I conclude, therefore, that in no event was it necessary to file these assignments in the office of the county clerk of the county.

[2,3] If this provision of the Lien Law makes such an assignment void or invalid if not filed as the act directs, as between the contractor doing the work and the municipality, having actual notice thereof, then we must inquire whether it was properly filed. If the nonfiling as directed makes the assignment void or invalid as to a trustee in bankruptcy of the contractor representing general creditors, then we must inquire whether these assignments were properly filed. In this case the Interstate Paving Company was adjudicated a bankrupt on the 27th day of May, 1909. The contracts were completed August 1, 1908. There is no evidence the work was not accepted at that time.
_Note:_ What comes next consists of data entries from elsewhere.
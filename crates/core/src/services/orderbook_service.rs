use crate::models::orderbook::{OrderbookPage, OrderbookRow, OrderbookStats};

/// Summary and paging over normalized order-book rows.
pub struct OrderbookService;

impl OrderbookService {
    pub fn new() -> Self {
        Self
    }

    /// Totals and extremes; `None` for an empty day.
    pub fn stats(&self, rows: &[OrderbookRow]) -> Option<OrderbookStats> {
        let first = rows.first()?;
        let total_buy: f64 = rows.iter().map(|r| r.buy).sum();
        let total_sell: f64 = rows.iter().map(|r| r.sell).sum();

        let mut max_buy = first;
        let mut max_sell = first;
        for row in rows {
            if row.buy >= max_buy.buy {
                max_buy = row;
            }
            if row.sell >= max_sell.sell {
                max_sell = row;
            }
        }

        Some(OrderbookStats {
            total_buy,
            total_sell,
            net: total_buy - total_sell,
            max_buy: max_buy.clone(),
            max_sell: max_sell.clone(),
        })
    }

    pub fn total_pages(&self, records: usize, page_size: usize) -> usize {
        records.div_ceil(page_size.max(1)).max(1)
    }

    /// Zero-based page of rows, newest first; `index` is clamped into range.
    pub fn page(&self, rows: &[OrderbookRow], index: usize, page_size: usize) -> OrderbookPage {
        let size = page_size.max(1);
        let total_pages = self.total_pages(rows.len(), size);
        let index = index.min(total_pages - 1);

        let mut newest_first: Vec<&OrderbookRow> = rows.iter().collect();
        newest_first.sort_by(|a, b| b.timestamp.cmp(&a.timestamp));

        OrderbookPage {
            index,
            total_pages,
            total_records: rows.len(),
            rows: newest_first
                .into_iter()
                .skip(index * size)
                .take(size)
                .cloned()
                .collect(),
        }
    }
}

impl Default for OrderbookService {
    fn default() -> Self {
        Self::new()
    }
}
Section 12, of the Lien Law referred to, as amended (chapter 37, Laws of 1902), provides:

“Notice of lien on account of public improvements. At any time before the construction of a public improvement is completed and accepted by the state or by the municipal corporation, and within thirty days after such completion and acceptance, a person performing work for or furnishing materials to a contractor, his subcontractor, assignee or legal representative, may file a notice of lien with the head of the department or bureau having charge of such construction and with the comptroller of the state or with the financial officer of the municipal corporation, or other officer or person charged with the custody and disbursements .of the state or corporate funds applicable to the contract under which the claim is made.”
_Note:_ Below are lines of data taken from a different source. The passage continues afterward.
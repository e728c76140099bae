use serde_json::Value;

use crate::models::capital::{CapitalPoint, EquityPoint, PnlBar};
use crate::models::kpi::{FinanceMetric, FinanceReport, KpiSummary};
use crate::models::market::Tone;
use crate::models::signal::{Signal, SignalStatus, StrategyResults};
use crate::services::normalize_service::{format_minute, NormalizeService};

const DAY_MS: f64 = 24.0 * 60.0 * 60.0 * 1000.0;

/// Strategy root fields shown on the finance panel, with their labels.
const FINANCE_LABELS: [(&str, &str); 8] = [
    ("starting", "Starting Capital"),
    ("gross", "Gross PnL"),
    ("fees", "Total Fees Paid"),
    ("net", "Net PnL"),
    ("exposure", "Active Exposure"),
    ("available", "Available"),
    ("unrealized", "Unrealized PnL"),
    ("projected", "Projected Balance"),
];

/// Computes derived figures from normalized capital and signal data.
///
/// Everything is recomputed from scratch on each call; inputs are small
/// in-memory slices and nothing is cached between loads.
pub struct MetricsService {
    normalize: NormalizeService,
}

impl MetricsService {
    pub fn new() -> Self {
        Self {
            normalize: NormalizeService::new(),
        }
    }

    // ── Capital series ──────────────────────────────────────────────

    /// Consecutive capital differences: `n` points give `n - 1` bars, each
    /// tagged with the later timestamp.
    pub fn pnl_bars(&self, capital: &[CapitalPoint]) -> Vec<PnlBar> {
        capital
            .windows(2)
            .map(|w| PnlBar {
                timestamp: w[1].timestamp,
                delta: w[1].capital - w[0].capital,
            })
            .collect()
    }

    /// Most negative distance from the running peak, or `None` without data.
    /// Always `<= 0`.
    pub fn max_drawdown(&self, capital: &[CapitalPoint]) -> Option<f64> {
        let first = capital.first()?;
        let mut peak = first.capital;
        let mut worst = 0.0_f64;
        for point in capital {
            peak = peak.max(point.capital);
            worst = worst.min(point.capital - peak);
        }
        Some(worst)
    }

    /// Percent change from the first capital value, scaled by `amplify`.
    /// A zero or missing start value falls back to 1 so the curve stays finite.
    pub fn equity_curve(&self, capital: &[CapitalPoint], amplify: f64) -> Vec<EquityPoint> {
        let start = capital
            .first()
            .map(|p| p.capital)
            .filter(|c| c.is_finite() && *c != 0.0)
            .unwrap_or(1.0);

        capital
            .iter()
            .map(|p| EquityPoint {
                timestamp: p.timestamp,
                relative_pct: (p.capital - start) / start * 100.0 * amplify,
            })
            .filter(|p| p.relative_pct.is_finite())
            .collect()
    }

    // ── Signal statistics ───────────────────────────────────────────

    /// Share of CLOSED signals with positive net PnL, in percent.
    pub fn win_rate(&self, signals: &[Signal]) -> Option<f64> {
        let closed: Vec<&Signal> = closed(signals).collect();
        if closed.is_empty() {
            return None;
        }
        let wins = closed.iter().filter(|s| s.is_win()).count();
        Some(wins as f64 / closed.len() as f64 * 100.0)
    }

    /// Mean risk/reward of CLOSED signals (non-finite values count as zero).
    pub fn average_rr(&self, signals: &[Signal]) -> Option<f64> {
        mean(closed(signals).map(Signal::rrr_or_zero))
    }

    /// Mean net PnL of CLOSED signals (non-finite values count as zero).
    pub fn average_net_pnl(&self, signals: &[Signal]) -> Option<f64> {
        mean(closed(signals).map(Signal::net_pnl_or_zero))
    }

    pub fn total_net_pnl(&self, signals: &[Signal]) -> f64 {
        closed(signals).map(Signal::net_pnl_or_zero).sum()
    }

    /// Earliest parseable signal timestamp.
    pub fn first_signal_timestamp(&self, signals: &[Signal]) -> Option<i64> {
        self.signal_timestamps(signals).filter(|t| *t > 0).min()
    }

    /// Whole days between the first and last signal, at least one.
    pub fn elapsed_days(&self, signals: &[Signal]) -> Option<i64> {
        let (min, max) = self
            .signal_timestamps(signals)
            .fold(None, |acc: Option<(i64, i64)>, t| match acc {
                None => Some((t, t)),
                Some((lo, hi)) => Some((lo.min(t), hi.max(t))),
            })?;
        let days = ((max as f64 - min as f64) / DAY_MS).round() as i64;
        Some(days.max(1))
    }

    /// Headline KPI tiles for the live dataset.
    pub fn kpi_summary(&self, capital: &[CapitalPoint], strategy: &StrategyResults) -> KpiSummary {
        let signals = &strategy.signals;
        let closed_count = closed(signals).count();
        let tp_hits = closed(signals).filter(|s| s.is_win()).count();

        KpiSummary {
            total_trades: signals.len(),
            closed: closed_count,
            open: signals
                .iter()
                .filter(|s| s.status == SignalStatus::Open)
                .count(),
            tp_hits,
            sl_hits: closed_count - tp_hits,
            win_rate_pct: self.win_rate(signals),
            avg_rr: self.average_rr(signals),
            avg_net_pnl: self.average_net_pnl(signals),
            total_net_pnl: self.total_net_pnl(signals),
            last_capital: capital.last().map(|p| p.capital),
            max_drawdown: self.max_drawdown(capital),
            elapsed_days: self.elapsed_days(signals),
        }
    }

    // ── Finance panel ───────────────────────────────────────────────

    /// Finance cards: strategy start, last capital row metrics, strategy root
    /// fields, or derived fallbacks when neither is present.
    pub fn finance_report(&self, capital: &[CapitalPoint], strategy: &StrategyResults) -> FinanceReport {
        let mut metrics = Vec::new();

        if let Some(map) = capital.last().and_then(|p| p.metrics.as_ref()) {
            for (key, value) in map {
                metrics.push(finance_metric(key, display_value(value)));
            }
        }

        for (key, label) in FINANCE_LABELS {
            if let Some(value) = strategy_field(strategy, key) {
                metrics.push(finance_metric(label, display_value(value)));
            }
        }

        let overall_net = self.total_net_pnl(&strategy.signals);
        let last_capital = capital.last().map(|p| p.capital);

        if metrics.is_empty() {
            metrics.push(finance_metric("Net PnL (closed)", overall_net.to_string()));
            if let Some(last) = last_capital {
                metrics.push(finance_metric("Last Capital", last.to_string()));
            }
        }

        let start = self
            .first_signal_timestamp(&strategy.signals)
            .or_else(|| capital.first().map(|p| p.timestamp))
            .filter(|t| *t > 0);
        if let Some(ts) = start {
            metrics.insert(
                0,
                FinanceMetric {
                    label: "Strategy Start".to_string(),
                    value: format_minute(ts),
                    tone: Tone::Neutral,
                },
            );
        }

        FinanceReport {
            metrics,
            overall_net,
            last_capital,
            starting_capital: capital.first().map(|p| p.capital),
        }
    }

    fn signal_timestamps<'a>(&'a self, signals: &'a [Signal]) -> impl Iterator<Item = i64> + 'a {
        signals
            .iter()
            .filter_map(|s| s.raw_time())
            .filter_map(|v| self.normalize.parse_timestamp(v))
    }
}

impl Default for MetricsService {
    fn default() -> Self {
        Self::new()
    }
}

fn closed(signals: &[Signal]) -> impl Iterator<Item = &Signal> {
    signals.iter().filter(|s| s.status.is_closed())
}

fn mean(values: impl Iterator<Item = f64>) -> Option<f64> {
    let (sum, count) = values.fold((0.0, 0usize), |(sum, n), v| (sum + v, n + 1));
    (count > 0).then(|| sum / count as f64)
}

fn strategy_field<'a>(strategy: &'a StrategyResults, key: &str) -> Option<&'a Value> {
    match key {
        "starting" => strategy.starting.as_ref(),
        "gross" => strategy.gross.as_ref(),
        "fees" => strategy.fees.as_ref(),
        "net" => strategy.net.as_ref(),
        "exposure" => strategy.exposure.as_ref(),
        "available" => strategy.available.as_ref(),
        "unrealized" => strategy.unrealized.as_ref(),
        "projected" => strategy.projected.as_ref(),
        _ => None,
    }
}

/// Render a JSON value the way it reads in the log: strings unquoted,
/// integral numbers without a trailing `.0`.
fn display_value(value: &Value) -> String {
    match value {
        Value::String(s) => s.clone(),
        Value::Number(n) => match n.as_i64() {
            Some(i) => i.to_string(),
            None => n.as_f64().map(|f| f.to_string()).unwrap_or_else(|| n.to_string()),
        },
        other => other.to_string(),
    }
}

fn finance_metric(label: &str, value: String) -> FinanceMetric {
    let tone = value_tone(&value);
    FinanceMetric {
        label: label.to_string(),
        value,
        tone,
    }
}

/// Tone of a displayed figure after stripping `,`, `$` and spaces.
pub fn value_tone(display: &str) -> Tone {
    let cleaned: String = display
        .chars()
        .filter(|c| !matches!(c, ',' | '$' | ' '))
        .collect();
    match cleaned.parse::<f64>() {
        Ok(v) if v > 0.0 => Tone::Positive,
        Ok(v) if v < 0.0 => Tone::Negative,
        _ => Tone::Neutral,
    }
}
As no liens were filed by any creditor of. the Interstate Paving Company within three months before or after the completion and acceptance, the right to such lien, if any such right existed, ended in November, 1908, or about five months prior to the bankruptcy. *378The bankruptcy in no way interfered with the filing of liens. No creditor, stands in the shoes of a lienor, and the trustee does not occupy any such position. Were these assignments good and effectual to pass the title to the moneys due on such contracts, or to become due and payable thereon, to Williams, in the absence of any filing whatever, and in the absence of any lien thereon ?
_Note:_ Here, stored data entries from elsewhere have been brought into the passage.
//! Order-book volume viewer: buy/sell volume per interval for one day.

use chrono::NaiveDate;
use std::sync::atomic::{AtomicU64, Ordering};
use std::sync::Arc;
use tokio::sync::RwLock;
use tracing::{debug, info};

use crate::errors::CoreError;
use crate::models::log_file::{DaySource, LogKind};
use crate::models::orderbook::{OrderbookPage, OrderbookRow, OrderbookStats};
use crate::models::settings::Settings;
use crate::providers::traits::LogSource;
use crate::services::fetch_service::{previous_day, LogFetcher};
use crate::services::navigator_service::shift;
use crate::services::normalize_service::NormalizeService;
use crate::services::orderbook_service::OrderbookService;
use crate::LoadOutcome;

#[derive(Debug, Default)]
struct VolumeState {
    rows: Vec<OrderbookRow>,
    target_date: Option<NaiveDate>,
    /// Set once the user picked a day; polling then reloads that day
    /// instead of today.
    pinned: bool,
    /// Zero-based page currently shown.
    page: usize,
}

#[must_use]
pub struct VolumeViewer {
    fetcher: LogFetcher,
    normalize: NormalizeService,
    orderbook: OrderbookService,
    page_size: usize,
    state: RwLock<VolumeState>,
    generation: AtomicU64,
}

impl VolumeViewer {
    pub fn new(source: Arc<dyn LogSource>, settings: &Settings) -> Result<Self, CoreError> {
        settings.validate()?;
        Ok(Self {
            fetcher: LogFetcher::new(source, settings),
            normalize: NormalizeService::new(),
            orderbook: OrderbookService::new(),
            page_size: settings.orderbook_page_size,
            state: RwLock::new(VolumeState::default()),
            generation: AtomicU64::new(0),
        })
    }

    /// Load `date`'s order book (30-minute file first), falling back to the
    /// previous day. When the fallback served the data the target date moves
    /// to that day. Resets paging to the newest page.
    pub async fn load_for_date(&self, date: NaiveDate) -> Result<LoadOutcome, CoreError> {
        self.load(date, true).await
    }

    /// Reload the pinned day, or `today` while following live data.
    pub async fn autoload(&self, today: NaiveDate) -> Result<LoadOutcome, CoreError> {
        let pinned = {
            let state = self.state.read().await;
            state.target_date.filter(|_| state.pinned)
        };
        match pinned {
            Some(date) => self.load(date, true).await,
            None => self.load(today, false).await,
        }
    }

    async fn load(&self, date: NaiveDate, pin: bool) -> Result<LoadOutcome, CoreError> {
        let generation = self.generation.fetch_add(1, Ordering::SeqCst) + 1;

        let yesterday = previous_day(date);
        let fallback_names = yesterday.map(LogKind::orderbook_names).unwrap_or_default();
        let fetched = self
            .fetcher
            .fetch_with_fallback(&LogKind::orderbook_names(date), &fallback_names)
            .await?;

        if self.generation.load(Ordering::SeqCst) != generation {
            info!(generation, %date, "discarding stale order-book load");
            return Ok(LoadOutcome::Stale);
        }

        let loaded_date = match fetched.source {
            DaySource::Today => date,
            DaySource::Yesterday => yesterday.unwrap_or(date),
        };
        let rows = self.normalize.normalize_orderbook(&fetched.data);

        let mut state = self.state.write().await;
        info!(date = %loaded_date, rows = rows.len(), path = %fetched.path, "order book loaded");
        state.rows = rows;
        state.target_date = Some(loaded_date);
        state.pinned = pin;
        state.page = 0;
        Ok(LoadOutcome::Applied)
    }

    /// Move one calendar day back (`delta < 0`) or forward (`delta > 0`)
    /// without probing. Returns `None` when the move would pass `today`.
    /// Landing on `today` returns to following live data.
    pub async fn shift_day(&self, delta: i32, today: NaiveDate) -> Result<Option<NaiveDate>, CoreError> {
        if delta == 0 {
            return Ok(None);
        }
        let current = self.target_date().await.unwrap_or(today);
        let Some(next) = shift(current, delta.signum()) else {
            return Ok(None);
        };
        if next > today {
            debug!(%next, %today, "order book already on today");
            return Ok(None);
        }
        match self.load(next, next != today).await? {
            LoadOutcome::Applied => Ok(self.target_date().await),
            LoadOutcome::Stale => Ok(None),
        }
    }

    /// Select a zero-based page (clamped) and return it.
    pub async fn page(&self, index: usize) -> OrderbookPage {
        let mut state = self.state.write().await;
        let page = self.orderbook.page(&state.rows, index, self.page_size);
        state.page = page.index;
        page
    }

    pub async fn current_page(&self) -> OrderbookPage {
        let state = self.state.read().await;
        self.orderbook.page(&state.rows, state.page, self.page_size)
    }

    pub async fn stats(&self) -> Option<OrderbookStats> {
        self.orderbook.stats(&self.state.read().await.rows)
    }

    pub async fn rows(&self) -> Vec<OrderbookRow> {
        self.state.read().await.rows.clone()
    }

    pub async fn target_date(&self) -> Option<NaiveDate> {
        self.state.read().await.target_date
    }

    pub async fn is_pinned(&self) -> bool {
        self.state.read().await.pinned
    }

    /// Spawn a task that reloads the current day on every tick.
    #[cfg(not(target_arch = "wasm32"))]
    pub fn spawn_polling(
        self: Arc<Self>,
        mut subscription: crate::scheduler::TickSubscription,
    ) -> tokio::task::JoinHandle<()> {
        tokio::spawn(async move {
            while let Some(tick) = subscription.next().await {
                if let Err(e) = self.autoload(crate::today()).await {
                    tracing::warn!(tick, error = %e, "order-book reload failed, keeping previous data");
                }
            }
        })
    }
}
It is now settled that a trustee in bankruptcy “takes the property of the bankrupt, not as an innocent purchaser, but as the debtor had it at the time of the petition subject to all valid claims, liens and equities.” Zartman v. First National Bank, 216 U. S. 134, 138, 30 Sup. Ct. 368, 54 L. Ed. 418, affirming 189 N. Y. 533, 82 N. E. 1126, and citing Thompson v. Fairbanks, 196 U. S. 516, 25 Sup. Ct. 306, 49 L. Ed. 577, and referring to the cases there cited; and “a trustee in bankruptcy -does not stand like an attaching creditor; he gets no lien by the mere fact of his appointment.” Sexton, as Trustee of Kessler & Co. v. Kessler & Co., Limited, and Frank Youatt, 225 U. S. 90, 32 Sup. Ct. 657, 56 E. Ed. -, decided by the Supreme Court of the United States, May 27,1912, not yet officially reported. If, therefore, filing of the assignments was not necessary to carry title to the money to Williams thereunder as between the contractor Williams, and the city, in the absence of equities or liens in favor of other parties, the rights of Williams and his assignee, this petitioner, are superior to those of the trustee, and the order of the referee should be reversed. Where a general assignment is made for the benefit of creditors, the assigned takes his title subject to the rights of creditors entitled to file liens, and who do so within the time limited for the purpose by the statute, even if filed after the assignment is executed and recorded. John P. Kane Co. v. Kinney, 174 N. Y. 69, 66 N. E. 619, reversing 68 App. Div. 163, 74 N. Y. Supp. 260, and overruling Armstrong v. Bordens, etc., 65 App. Div. 503, 72 N. Y. Supp. 1014. A trustee in bankrutcy would take his title subject to the same right, and this petitioner held under his assignment subject to the same right, but the time to file liens expired long before the bankruptcy, and there is no lien in existence.

The question, then, is whether the nonfiling of the assignments (assuming there was no compliance with the statute in that regard) makes the assignments inoperative to create a right to these warrants and the moneys to be paid on same in the petitioner superior to that of the trustee in bankruptcy. It will be noticed that these warrants were sighed by the city clerk, with whom the assignments were filed, and that they were delivered to the assignee, Smith. There is no question that the city and its officers knew of the assignments and of the rights of Smith, if any.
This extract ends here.